Search Engine Optimisation – Google

At the DSpace user group in Gotenburg. Rob Tansley (Google) giving a talk about search engines, and their application to DSpace.

Background on Search Engines.

Search engines crawl over the pages following links and index the pages they crawl over.

The needs to do 3 things

1. Discover the site (DSpace instance)

2. index all the pages (items and bitstreams)

3. Retrieve enough information to judge relevance and display effective snippets.

Google Scholar differs only in step3.

First thing to do is :

Bing http://www.bing.com/webmaster
Google https://www.google.com/webmasters/tools
Yahoo https://siteexplorer.search.yahoo.com/mysites

Usually you have to leave a file on the DSpace site to prove you own the domain. Its different for DSpace than simple web sites, and requires updating the install after dropping your file in to the correct place:

JSPUI: Drop in webapp directory (alongside robots.txt) and update install
XMLUI: Drop in the webapp/static add a line to sitemap.xmap and update install

XMLUI: Simple config paramater
JSPUI: Add analytics code to your footer-default.jsp

Upgrade! as later versions of dspace have significant improvements for indexing by search engines.

Site Discovery issue: Dspace may have multiple URLs,

Choose one preferred access URL and include a choice of http or https
Ensure other urls respond with 301 moved permanently redirect
Ensure Handles redirect to the preferred URL

This can be done with Apache/Tomcat config

(login can still be https, not as important to have these on single url)

It is easier to manage if DSpace has own domain, specific robot.txt and configuration. Doesnt impact on discoverability, however you can do google custom search engine etc for a single domain.

How to verify its being discovered?

Search for site:url (site:dspace.mit.edu)
This works on Google, Bing, and Yahoo
Google Scholar does not support this, its best to search for a complete title.

Indexing

In terms of indexing items, engines use standard link following web crawlers.
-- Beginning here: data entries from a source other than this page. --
//! Reminder window and countdown helpers.

use chrono::{Duration, NaiveDateTime, NaiveTime, Timelike};
use serde::{Deserialize, Serialize};

use crate::error::ValidationError;

pub const DEFAULT_START_HOUR: u8 = 9;
/// Inclusive: reminders still fire during this hour.
pub const DEFAULT_END_HOUR: u8 = 18;

/// Hours of the day, both ends inclusive, in which reminders fire.
#[derive(Debug, Clone, Copy, PartialEq, Eq, Serialize, Deserialize)]
pub struct ReminderWindow {
    start_hour: u8,
    end_hour: u8,
}

impl ReminderWindow {
    pub fn new(start_hour: u8, end_hour: u8) -> Result<Self, ValidationError> {
        if start_hour > 23 {
            return Err(ValidationError::HourOutOfRange(start_hour));
        }
        if end_hour > 23 {
            return Err(ValidationError::HourOutOfRange(end_hour));
        }
        if start_hour > end_hour {
            return Err(ValidationError::InvertedWindow {
                start: start_hour,
                end: end_hour,
            });
        }
        Ok(Self {
            start_hour,
            end_hour,
        })
    }

    pub fn start_hour(&self) -> u8 {
        self.start_hour
    }

    pub fn end_hour(&self) -> u8 {
        self.end_hour
    }

    pub fn contains_hour(&self, hour: u8) -> bool {
        (self.start_hour..=self.end_hour).contains(&hour)
    }

    pub fn contains(&self, at: NaiveDateTime) -> bool {
        self.contains_hour(at.hour() as u8)
    }

    /// When the next reminder is expected, for display.
    ///
    /// Before the window: window start today. At or after the end hour:
    /// window start tomorrow. Otherwise: top of the next hour.
    pub fn next_reminder_time(&self, now: NaiveDateTime) -> NaiveDateTime {
        let hour = now.hour() as u8;
        let start = NaiveTime::from_hms_opt(u32::from(self.start_hour), 0, 0)
            .unwrap_or(NaiveTime::MIN);

        if hour < self.start_hour {
            now.date().and_time(start)
        } else if hour >= self.end_hour {
            (now.date() + Duration::days(1)).and_time(start)
        } else {
            let top_of_hour = now
                .date()
                .and_hms_opt(now.hour(), 0, 0)
                .unwrap_or(now);
            top_of_hour + Duration::hours(1)
        }
    }
}

impl Default for ReminderWindow {
    fn default() -> Self {
        Self {
            start_hour: DEFAULT_START_HOUR,
            end_hour: DEFAULT_END_HOUR,
        }
    }
}

/// Render a millisecond duration as `HH:MM:SS`. Negative values render as zero.
pub fn format_countdown(ms: i64) -> String {
    let total_secs = ms.max(0) / 1000;
    let hours = total_secs / 3600;
    let minutes = (total_secs % 3600) / 60;
    let seconds = total_secs % 60;
    format!("{hours:02}:{minutes:02}:{seconds:02}")
}
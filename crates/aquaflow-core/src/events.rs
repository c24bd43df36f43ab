use chrono::{DateTime, NaiveDate, NaiveDateTime, Utc};
use serde::{Deserialize, Serialize};

use crate::alerts::NotificationPermission;
use crate::reminder::ClockStatus;
use crate::sync::ConnectivityStatus;

/// Every state change in the system produces an Event.
/// Front ends render them; the CLI prints them as JSON lines.
///
/// Timestamps named `at` are local wall-clock time.
#[derive(Debug, Clone, PartialEq, Serialize, Deserialize)]
#[serde(tag = "type")]
pub enum Event {
    GlassLogged {
        glass_count: u8,
        at: NaiveDateTime,
    },
    CountReset {
        at: NaiveDateTime,
    },
    RemindersToggled {
        is_active: bool,
        at: NaiveDateTime,
    },
    ReminderFired {
        hour: u8,
        at: NaiveDateTime,
    },
    /// User answered the check-in with "I drank".
    CheckInConfirmed {
        glass_count: u8,
        at: NaiveDateTime,
    },
    CheckInDismissed {
        at: NaiveDateTime,
    },
    DayRolledOver {
        from: NaiveDate,
        to: NaiveDate,
    },
    /// Fetch-on-load replaced local values with the remote record.
    RemoteStateAdopted {
        glass_count: u8,
        is_active: bool,
        last_reminder_hour: Option<u8>,
    },
    SyncStatusChanged {
        connectivity: ConnectivityStatus,
        last_error: Option<String>,
    },
    NotificationPermissionChanged {
        permission: NotificationPermission,
    },
    StateSnapshot {
        date: NaiveDate,
        glass_count: u8,
        max_glasses: u8,
        is_active: bool,
        last_reminder_hour: Option<u8>,
        clock: ClockStatus,
        /// `HH:MM:SS`, or `--:--:--` outside the window.
        countdown: String,
        next_reminder_at: NaiveDateTime,
        connectivity: ConnectivityStatus,
        last_error: Option<String>,
        last_sync_at: Option<DateTime<Utc>>,
        /// Hour of a check-in awaiting an answer.
        pending_check_in: Option<u8>,
        at: NaiveDateTime,
    },
}

#[cfg(test)]
mod tests {
    use super::*;

    #[test]
    fn events_are_tagged_by_type() {
        let event = Event::DayRolledOver {
            from: NaiveDate::from_ymd_opt(2026, 10, 14).unwrap(),
            to: NaiveDate::from_ymd_opt(2026, 10, 15).unwrap(),
        };
        let json = serde_json::to_value(&event).unwrap();
        assert_eq!(json["type"], "DayRolledOver");
        assert_eq!(json["to"], "2026-10-15");
    }

    #[test]
    fn sync_status_event_uses_snake_case_connectivity() {
        let event = Event::SyncStatusChanged {
            connectivity: ConnectivityStatus::Degraded,
            last_error: Some("boom".into()),
        };
        let json = serde_json::to_string(&event).unwrap();
        assert!(json.contains("\"connectivity\":\"degraded\""));
    }
}
//! Core types for remote synchronization.

use chrono::{DateTime, NaiveDate, Utc};
use serde::{Deserialize, Serialize};

use crate::error::ValidationError;
use crate::hydration::MAX_GLASSES;

/// Remote representation of one user's day, keyed by `(user_key, date)`.
#[derive(Debug, Clone, PartialEq, Eq, Serialize, Deserialize)]
pub struct RemoteRecord {
    pub count: u8,
    pub is_active: bool,
    pub last_reminder_hour: Option<u8>,
    /// Audit timestamp set by the record store.
    #[serde(default, skip_serializing_if = "Option::is_none")]
    pub updated_at: Option<DateTime<Utc>>,
}

impl RemoteRecord {
    pub fn validate(&self) -> Result<(), ValidationError> {
        if self.count > MAX_GLASSES {
            return Err(ValidationError::GlassCountOutOfRange {
                count: self.count,
                max: MAX_GLASSES,
            });
        }
        match self.last_reminder_hour {
            Some(hour) if hour > 23 => Err(ValidationError::HourOutOfRange(hour)),
            _ => Ok(()),
        }
    }

    /// Compare the value columns, ignoring audit timestamps.
    pub fn same_values(&self, other: &RemoteRecord) -> bool {
        self.count == other.count
            && self.is_active == other.is_active
            && self.last_reminder_hour == other.last_reminder_hour
    }
}

/// Connectivity of the state store to its remote.
#[derive(Debug, Clone, Copy, PartialEq, Eq, Serialize, Deserialize)]
#[serde(rename_all = "snake_case")]
pub enum ConnectivityStatus {
    /// Fetch-on-load in flight.
    Loading,
    /// A write-back is in flight.
    Syncing,
    Connected,
    /// Last remote operation failed; running on local state.
    Degraded,
    /// No remote endpoint configured.
    LocalOnly,
}

impl ConnectivityStatus {
    pub fn as_str(&self) -> &'static str {
        match self {
            ConnectivityStatus::Loading => "loading",
            ConnectivityStatus::Syncing => "syncing",
            ConnectivityStatus::Connected => "connected",
            ConnectivityStatus::Degraded => "degraded",
            ConnectivityStatus::LocalOnly => "local_only",
        }
    }
}

/// Current sync status.
#[derive(Debug, Clone, PartialEq, Serialize, Deserialize)]
pub struct SyncStatus {
    pub connectivity: ConnectivityStatus,
    /// Short diagnostic for the last failure.
    pub last_error: Option<String>,
    /// Last successful remote round-trip.
    pub last_sync_at: Option<DateTime<Utc>>,
}

impl SyncStatus {
    pub fn new(connectivity: ConnectivityStatus) -> Self {
        Self {
            connectivity,
            last_error: None,
            last_sync_at: None,
        }
    }
}

/// Completion report of a spawned remote operation.
#[derive(Debug)]
pub enum SyncOutcome {
    Fetched {
        date: NaiveDate,
        /// Store generation when the fetch started.
        generation: u64,
        result: Result<Option<RemoteRecord>, SyncError>,
    },
    Written {
        date: NaiveDate,
        result: Result<(), SyncError>,
    },
}

/// Sync error types.
#[derive(Debug, thiserror::Error)]
pub enum SyncError {
    #[error("Network error: {0}")]
    Network(#[from] reqwest::Error),

    #[error("Remote store returned {status}: {message}")]
    Status { status: u16, message: String },

    #[error("Serialization error: {0}")]
    Serialization(#[from] serde_json::Error),

    #[error("Invalid endpoint: {0}")]
    InvalidEndpoint(String),

    #[error("Remote store unavailable: {0}")]
    Unavailable(String),
}

#[cfg(test)]
mod tests {
    use super::*;

    #[test]
    fn test_remote_record_wire_shape() {
        let record = RemoteRecord {
            count: 3,
            is_active: true,
            last_reminder_hour: None,
            updated_at: None,
        };
        let json = serde_json::to_value(&record).unwrap();
        assert_eq!(
            json,
            serde_json::json!({"count": 3, "is_active": true, "last_reminder_hour": null})
        );
    }

    #[test]
    fn test_remote_record_validate() {
        let mut record = RemoteRecord {
            count: 9,
            is_active: false,
            last_reminder_hour: None,
            updated_at: None,
        };
        assert!(record.validate().is_err());
        record.count = 8;
        assert!(record.validate().is_ok());
        record.last_reminder_hour = Some(24);
        assert!(record.validate().is_err());
    }

    #[test]
    fn test_connectivity_serializes_snake_case() {
        let json = serde_json::to_string(&ConnectivityStatus::LocalOnly).unwrap();
        assert_eq!(json, "\"local_only\"");
    }
}
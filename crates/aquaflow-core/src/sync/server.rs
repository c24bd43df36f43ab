//! HTTP boundary in front of the record database.
//!
//! Clients never see the database; this server owns it and exposes the
//! fetch/upsert/schema contract that `HttpRemoteStore` speaks.

use std::sync::{Arc, Mutex};

use axum::extract::{Path, State};
use axum::http::StatusCode;
use axum::response::{IntoResponse, Response};
use axum::routing::{get, post};
use axum::{Json, Router};
use chrono::NaiveDate;
use tokio::net::TcpListener;
use tracing::{debug, info, warn};

use super::record_db::RecordDb;
use super::types::RemoteRecord;
use crate::error::{DatabaseError, ValidationError};

#[derive(Clone)]
struct ServerState {
    db: Arc<Mutex<RecordDb>>,
}

impl ServerState {
    fn with_db<T>(
        &self,
        f: impl FnOnce(&RecordDb) -> Result<T, DatabaseError>,
    ) -> Result<T, ApiError> {
        let db = self
            .db
            .lock()
            .map_err(|_| ApiError::Database(DatabaseError::Locked))?;
        f(&db).map_err(ApiError::Database)
    }
}

enum ApiError {
    NotFound,
    Invalid(ValidationError),
    Database(DatabaseError),
}

impl IntoResponse for ApiError {
    fn into_response(self) -> Response {
        let (status, message) = match self {
            ApiError::NotFound => (StatusCode::NOT_FOUND, "no record".to_string()),
            ApiError::Invalid(err) => (StatusCode::BAD_REQUEST, err.to_string()),
            ApiError::Database(err) => {
                warn!(error = %err, "record database failure");
                (StatusCode::INTERNAL_SERVER_ERROR, err.to_string())
            }
        };
        (status, Json(serde_json::json!({ "error": message }))).into_response()
    }
}

/// Build the router over an already-opened database.
pub fn router(db: RecordDb) -> Router {
    let state = ServerState {
        db: Arc::new(Mutex::new(db)),
    };
    Router::new()
        .route("/v1/schema", post(ensure_schema))
        .route("/v1/days/:user_key/:date", get(get_day).put(put_day))
        .with_state(state)
}

/// Ensure the schema, then serve until the listener fails.
pub async fn serve(listener: TcpListener, db: RecordDb) -> std::io::Result<()> {
    db.ensure_schema()
        .map_err(|e| std::io::Error::other(e.to_string()))?;
    if let Ok(addr) = listener.local_addr() {
        info!(%addr, "record server listening");
    }
    axum::serve(listener, router(db)).await
}

async fn ensure_schema(State(state): State<ServerState>) -> Result<StatusCode, ApiError> {
    state.with_db(|db| db.ensure_schema())?;
    Ok(StatusCode::NO_CONTENT)
}

async fn get_day(
    State(state): State<ServerState>,
    Path((user_key, date)): Path<(String, NaiveDate)>,
) -> Result<Json<RemoteRecord>, ApiError> {
    match state.with_db(|db| db.fetch(&user_key, date))? {
        Some(record) => Ok(Json(record)),
        None => Err(ApiError::NotFound),
    }
}

async fn put_day(
    State(state): State<ServerState>,
    Path((user_key, date)): Path<(String, NaiveDate)>,
    Json(record): Json<RemoteRecord>,
) -> Result<Json<RemoteRecord>, ApiError> {
    record.validate().map_err(ApiError::Invalid)?;
    let stored = state.with_db(|db| db.upsert(&user_key, date, &record))?;
    debug!(%user_key, %date, count = stored.count, "record upserted");
    Ok(Json(stored))
}
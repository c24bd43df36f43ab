use clap::Subcommand;
use aquaflow_core::Command;

use super::{one_shot, print_snapshot, CliResult};

#[derive(Subcommand)]
pub enum RemindersAction {
    /// Start hourly reminders
    On,
    /// Pause reminders
    Off,
    /// Flip the current setting
    Toggle,
}

pub fn run(action: RemindersAction) -> CliResult {
    let command = match action {
        RemindersAction::On => Command::SetReminders(true),
        RemindersAction::Off => Command::SetReminders(false),
        RemindersAction::Toggle => Command::ToggleReminders,
    };
    let events = one_shot(Some(command))?;
    print_snapshot(&events)
}
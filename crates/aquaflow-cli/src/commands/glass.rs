use clap::Subcommand;
use aquaflow_core::Command;

use super::{one_shot, print_snapshot, CliResult};

#[derive(Subcommand)]
pub enum GlassAction {
    /// Log one glass (stops at the daily goal)
    Add,
    /// Set today's count back to zero
    Reset,
}

pub fn run(action: GlassAction) -> CliResult {
    let command = match action {
        GlassAction::Add => Command::AddGlass,
        GlassAction::Reset => Command::ResetCount,
    };
    let events = one_shot(Some(command))?;
    print_snapshot(&events)
}
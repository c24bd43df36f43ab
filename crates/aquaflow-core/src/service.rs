//! Hydration service: the reminder loop.
//!
//! `HydrationService` owns the state store, the reminder clock, the alert
//! channels and the time source. Everything it does happens on one task:
//!
//! ```text
//! select! {
//!     1 s interval      -> tick()
//!     user command      -> handle(command)
//!     debounce deadline -> spawn write-back
//!     sync outcome      -> store.apply_outcome()
//! }
//! ```
//!
//! Remote calls are spawned and report back over a channel, so a slow
//! remote never delays a tick.

use std::time::Duration;

use chrono::NaiveDateTime;
use tokio::sync::mpsc;
use tokio::time::{Instant, MissedTickBehavior};
use tracing::{debug, info};

use crate::alerts::{Reminder, ReminderAlerts};
use crate::events::Event;
use crate::hydration::{DailyState, DailyStateStore, SyncJob, MAX_GLASSES};
use crate::reminder::{ReminderClock, ReminderWindow, TimeSource};
use crate::sync::{RemoteStore, SyncOutcome};

const TICK_INTERVAL: Duration = Duration::from_secs(1);

/// User actions.
#[derive(Debug, Clone, Copy, PartialEq, Eq)]
pub enum Command {
    AddGlass,
    ResetCount,
    ToggleReminders,
    SetReminders(bool),
    /// "I drank" on the check-in prompt.
    ConfirmCheckIn,
    DismissCheckIn,
    Snapshot,
}

pub struct HydrationService<R: RemoteStore, T: TimeSource> {
    store: DailyStateStore<R>,
    clock: ReminderClock,
    alerts: ReminderAlerts,
    time: T,
    /// Hour of the reminder whose check-in is still open.
    pending_check_in: Option<u8>,
}

impl<R: RemoteStore, T: TimeSource> HydrationService<R, T> {
    pub fn new(
        store: DailyStateStore<R>,
        window: ReminderWindow,
        alerts: ReminderAlerts,
        time: T,
    ) -> Self {
        Self {
            store,
            clock: ReminderClock::new(window),
            alerts,
            time,
            pending_check_in: None,
        }
    }

    pub fn store(&self) -> &DailyStateStore<R> {
        &self.store
    }

    pub fn store_mut(&mut self) -> &mut DailyStateStore<R> {
        &mut self.store
    }

    pub fn state(&self) -> &DailyState {
        self.store.state()
    }

    pub fn pending_check_in(&self) -> Option<u8> {
        self.pending_check_in
    }

    pub fn alerts(&self) -> &ReminderAlerts {
        &self.alerts
    }

    /// One clock step: rollover, then reminder evaluation.
    pub fn tick(&mut self) -> Vec<Event> {
        let now = self.time.now();
        let outcome = self.clock.tick(self.store.state(), now);
        let mut events = Vec::new();

        if let Some(from) = outcome.rolled_over_from {
            info!(%from, to = %outcome.state.date, "day rolled over");
            self.pending_check_in = None;
            events.push(Event::DayRolledOver {
                from,
                to: outcome.state.date,
            });
        }

        let fired = outcome.fired_hour;
        let next = outcome.state;
        self.store.mutate(move |_| next);

        if let Some(hour) = fired {
            info!(hour, "hydration reminder");
            events.push(Event::ReminderFired { hour, at: now });
            let report = self.alerts.fire(&Reminder { hour });
            debug!(delivered = ?report.delivered, skipped = report.skipped.len(), "alerts dispatched");
            self.pending_check_in = Some(hour);
        }

        events.extend(self.store.take_events());
        events
    }

    pub fn handle(&mut self, command: Command) -> Vec<Event> {
        let now = self.time.now();
        let mut events = Vec::new();
        self.roll_over_if_needed(now, &mut events);

        match command {
            Command::AddGlass => {
                if self.store.mutate(DailyState::with_glass_added) {
                    events.push(Event::GlassLogged {
                        glass_count: self.store.state().glass_count,
                        at: now,
                    });
                } else {
                    debug!(max = MAX_GLASSES, "daily goal already reached");
                }
            }
            Command::ResetCount => {
                if self.store.mutate(DailyState::with_count_reset) {
                    events.push(Event::CountReset { at: now });
                }
            }
            Command::ToggleReminders => {
                let on = !self.store.state().is_active;
                self.set_reminders(on, now, &mut events);
            }
            Command::SetReminders(on) => self.set_reminders(on, now, &mut events),
            Command::ConfirmCheckIn => {
                if self.pending_check_in.take().is_some() {
                    self.store.mutate(DailyState::with_glass_added);
                    events.push(Event::CheckInConfirmed {
                        glass_count: self.store.state().glass_count,
                        at: now,
                    });
                }
            }
            Command::DismissCheckIn => {
                if self.pending_check_in.take().is_some() {
                    events.push(Event::CheckInDismissed { at: now });
                }
            }
            Command::Snapshot => events.push(self.snapshot_at(now)),
        }

        events.extend(self.store.take_events());
        events
    }

    fn set_reminders(&mut self, on: bool, now: NaiveDateTime, events: &mut Vec<Event>) {
        if self.store.mutate(|s| s.with_active(on)) {
            events.push(Event::RemindersToggled {
                is_active: on,
                at: now,
            });
        }
        if on {
            if let Some(permission) = self.alerts.request_permissions() {
                events.push(Event::NotificationPermissionChanged { permission });
            }
        }
    }

    fn roll_over_if_needed(&mut self, now: NaiveDateTime, events: &mut Vec<Event>) {
        let from = self.store.state().date;
        let today = now.date();
        if from != today && self.store.mutate(|s| s.rolled_over(today)) {
            self.pending_check_in = None;
            events.push(Event::DayRolledOver { from, to: today });
        }
    }

    pub fn snapshot(&self) -> Event {
        self.snapshot_at(self.time.now())
    }

    fn snapshot_at(&self, now: NaiveDateTime) -> Event {
        let state = self.store.state();
        let status = self.store.status();
        Event::StateSnapshot {
            date: state.date,
            glass_count: state.glass_count,
            max_glasses: MAX_GLASSES,
            is_active: state.is_active,
            last_reminder_hour: state.last_reminder_hour,
            clock: self.clock.status(state, now),
            countdown: self.clock.countdown(state, now),
            next_reminder_at: self.clock.next_reminder_time(now),
            connectivity: status.connectivity,
            last_error: status.last_error.clone(),
            last_sync_at: status.last_sync_at,
            pending_check_in: self.pending_check_in,
            at: now,
        }
    }

    /// Drive the service until `commands` closes.
    ///
    /// Starts the fetch-on-load, emits an initial snapshot, and on shutdown
    /// waits for in-flight remote calls before flushing the pending write.
    pub async fn run(
        mut self,
        mut commands: mpsc::Receiver<Command>,
        events: mpsc::UnboundedSender<Event>,
    ) -> Self {
        let (outcome_tx, mut outcome_rx) = mpsc::unbounded_channel::<SyncOutcome>();
        let mut in_flight = 0usize;

        if let Some(job) = self.store.fetch_job() {
            spawn_job(job, &outcome_tx);
            in_flight += 1;
        }
        emit(&events, self.store.take_events());
        emit(&events, vec![self.snapshot()]);

        let mut interval = tokio::time::interval(TICK_INTERVAL);
        interval.set_missed_tick_behavior(MissedTickBehavior::Skip);

        loop {
            let deadline = self.store.write_back_deadline();
            tokio::select! {
                _ = interval.tick() => {
                    let produced = self.tick();
                    emit(&events, produced);
                }
                command = commands.recv() => match command {
                    Some(command) => {
                        let produced = self.handle(command);
                        emit(&events, produced);
                    }
                    None => break,
                },
                Some(outcome) = outcome_rx.recv() => {
                    in_flight = in_flight.saturating_sub(1);
                    let produced = self.store.apply_outcome(outcome);
                    emit(&events, produced);
                }
                _ = tokio::time::sleep_until(deadline.unwrap_or_else(Instant::now)), if deadline.is_some() => {
                    if let Some(job) = self.store.take_due_write_back(Instant::now()) {
                        spawn_job(job, &outcome_tx);
                        in_flight += 1;
                    }
                    emit(&events, self.store.take_events());
                }
            }
        }

        debug!(in_flight, "command channel closed, draining remote calls");
        while in_flight > 0 {
            match outcome_rx.recv().await {
                Some(outcome) => {
                    in_flight -= 1;
                    let produced = self.store.apply_outcome(outcome);
                    emit(&events, produced);
                }
                None => break,
            }
        }
        let produced = self.store.flush().await;
        emit(&events, produced);
        self
    }
}

fn spawn_job(job: SyncJob, outcomes: &mpsc::UnboundedSender<SyncOutcome>) {
    let tx = outcomes.clone();
    tokio::spawn(async move {
        let _ = tx.send(job.await);
    });
}

fn emit(sink: &mpsc::UnboundedSender<Event>, events: Vec<Event>) {
    for event in events {
        if sink.send(event).is_err() {
            break;
        }
    }
}
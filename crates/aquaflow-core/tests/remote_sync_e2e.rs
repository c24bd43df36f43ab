//! E2E tests for the remote record store.
//!
//! A real record server is bound to an ephemeral port and the state store
//! talks to it through `HttpRemoteStore`.

use std::sync::Arc;

use aquaflow_core::hydration::StoreOptions;
use aquaflow_core::sync::{server, RecordDb, RemoteRecord};
use aquaflow_core::{
    ConnectivityStatus, DailyState, DailyStateStore, Database, HttpRemoteStore, RemoteStore,
};
use chrono::NaiveDate;
use tokio::net::TcpListener;

const USER: &str = "aquaflow-e2e";

fn day() -> NaiveDate {
    NaiveDate::from_ymd_opt(2026, 10, 15).unwrap()
}

async fn start_server() -> String {
    let listener = TcpListener::bind("127.0.0.1:0").await.unwrap();
    let addr = listener.local_addr().unwrap();
    let db = RecordDb::open_in_memory().unwrap();
    tokio::spawn(async move {
        let _ = server::serve(listener, db).await;
    });
    format!("http://{addr}")
}

fn record(count: u8, hour: Option<u8>) -> RemoteRecord {
    RemoteRecord {
        count,
        is_active: true,
        last_reminder_hour: hour,
        updated_at: None,
    }
}

#[tokio::test]
async fn test_client_against_server_roundtrip() {
    let endpoint = start_server().await;
    let remote = HttpRemoteStore::new(&endpoint).unwrap();

    remote.ensure_schema().await.unwrap();
    remote.ensure_schema().await.unwrap();
    assert_eq!(remote.fetch(USER, day()).await.unwrap(), None);

    remote.upsert(USER, day(), &record(3, Some(14))).await.unwrap();
    remote.upsert(USER, day(), &record(3, Some(14))).await.unwrap();

    let stored = remote.fetch(USER, day()).await.unwrap().unwrap();
    assert!(stored.same_values(&record(3, Some(14))));
    assert!(stored.updated_at.is_some());

    // Other users and other days are separate rows.
    assert_eq!(remote.fetch("aquaflow-other", day()).await.unwrap(), None);
    assert_eq!(
        remote
            .fetch(USER, day().succ_opt().unwrap())
            .await
            .unwrap(),
        None
    );
}

#[tokio::test]
async fn test_server_rejects_out_of_domain_record() {
    let endpoint = start_server().await;
    let remote = HttpRemoteStore::new(&endpoint).unwrap();

    let err = remote
        .upsert(USER, day(), &record(42, None))
        .await
        .unwrap_err();
    assert!(err.to_string().contains("400"), "{err}");
    assert_eq!(remote.fetch(USER, day()).await.unwrap(), None);
}

#[tokio::test]
async fn test_two_devices_share_the_day() {
    let endpoint = start_server().await;

    let mut laptop = DailyStateStore::open_local(
        Database::open_in_memory().unwrap(),
        Some(Arc::new(HttpRemoteStore::new(&endpoint).unwrap())),
        StoreOptions::new(USER),
        day(),
    );
    laptop.load().await;
    assert_eq!(laptop.status().connectivity, ConnectivityStatus::Connected);
    laptop.mutate(DailyState::with_glass_added);
    laptop.mutate(DailyState::with_glass_added);
    laptop.mutate(|s| s.with_active(true));
    laptop.flush().await;

    let mut phone = DailyStateStore::open_local(
        Database::open_in_memory().unwrap(),
        Some(Arc::new(HttpRemoteStore::new(&endpoint).unwrap())),
        StoreOptions::new(USER),
        day(),
    );
    phone.load().await;

    assert_eq!(phone.state().glass_count, 2);
    assert!(phone.state().is_active);
    assert_eq!(phone.status().connectivity, ConnectivityStatus::Connected);
}

#[tokio::test]
async fn test_unreachable_server_degrades_store() {
    // Bind and drop to get a port nobody listens on.
    let listener = TcpListener::bind("127.0.0.1:0").await.unwrap();
    let addr = listener.local_addr().unwrap();
    drop(listener);

    let mut store = DailyStateStore::open_local(
        Database::open_in_memory().unwrap(),
        Some(Arc::new(HttpRemoteStore::new(&format!("http://{addr}")).unwrap())),
        StoreOptions::new(USER),
        day(),
    );
    store.load().await;
    assert_eq!(store.status().connectivity, ConnectivityStatus::Degraded);

    store.mutate(DailyState::with_glass_added);
    store.flush().await;
    assert_eq!(store.state().glass_count, 1);
    assert_eq!(store.status().connectivity, ConnectivityStatus::Degraded);
}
They dont use OAI-PMH because of some key reasons:

usually minimal meta data
usually no access to full text
No predictable relationship of OAI url = this dspace url
Often no link to item itself
very small minority of sites use OAI-PMH

The most important thing is robots.txt

If in doubt, don’t block! – 1.5 and 1.5.1 ship with a bad robots.txt file

Look for this and remove it!

disallow: /browse

Note: robots.txt has to be at the top level of a domain eg http://dspace.foo.edu/robots.txt

A good way to check your site is via a text only browser. View your DSpace site with the Lynx text-only browser from outside your network. Helps check the site is ok for a search engine to effectively navigate site and bitstreams.

Sitemaps

As of DSpace 1.5 sitemaps are supported. presenting pages purely for search engine consumption: a “browse UI” for Web crawlers – its a static file and makes it easy to find new content. Very cheap and good way to keep server load down. DSpace supports both types of sitemaps. a simple html sitemap and the sitemaps.org protocol.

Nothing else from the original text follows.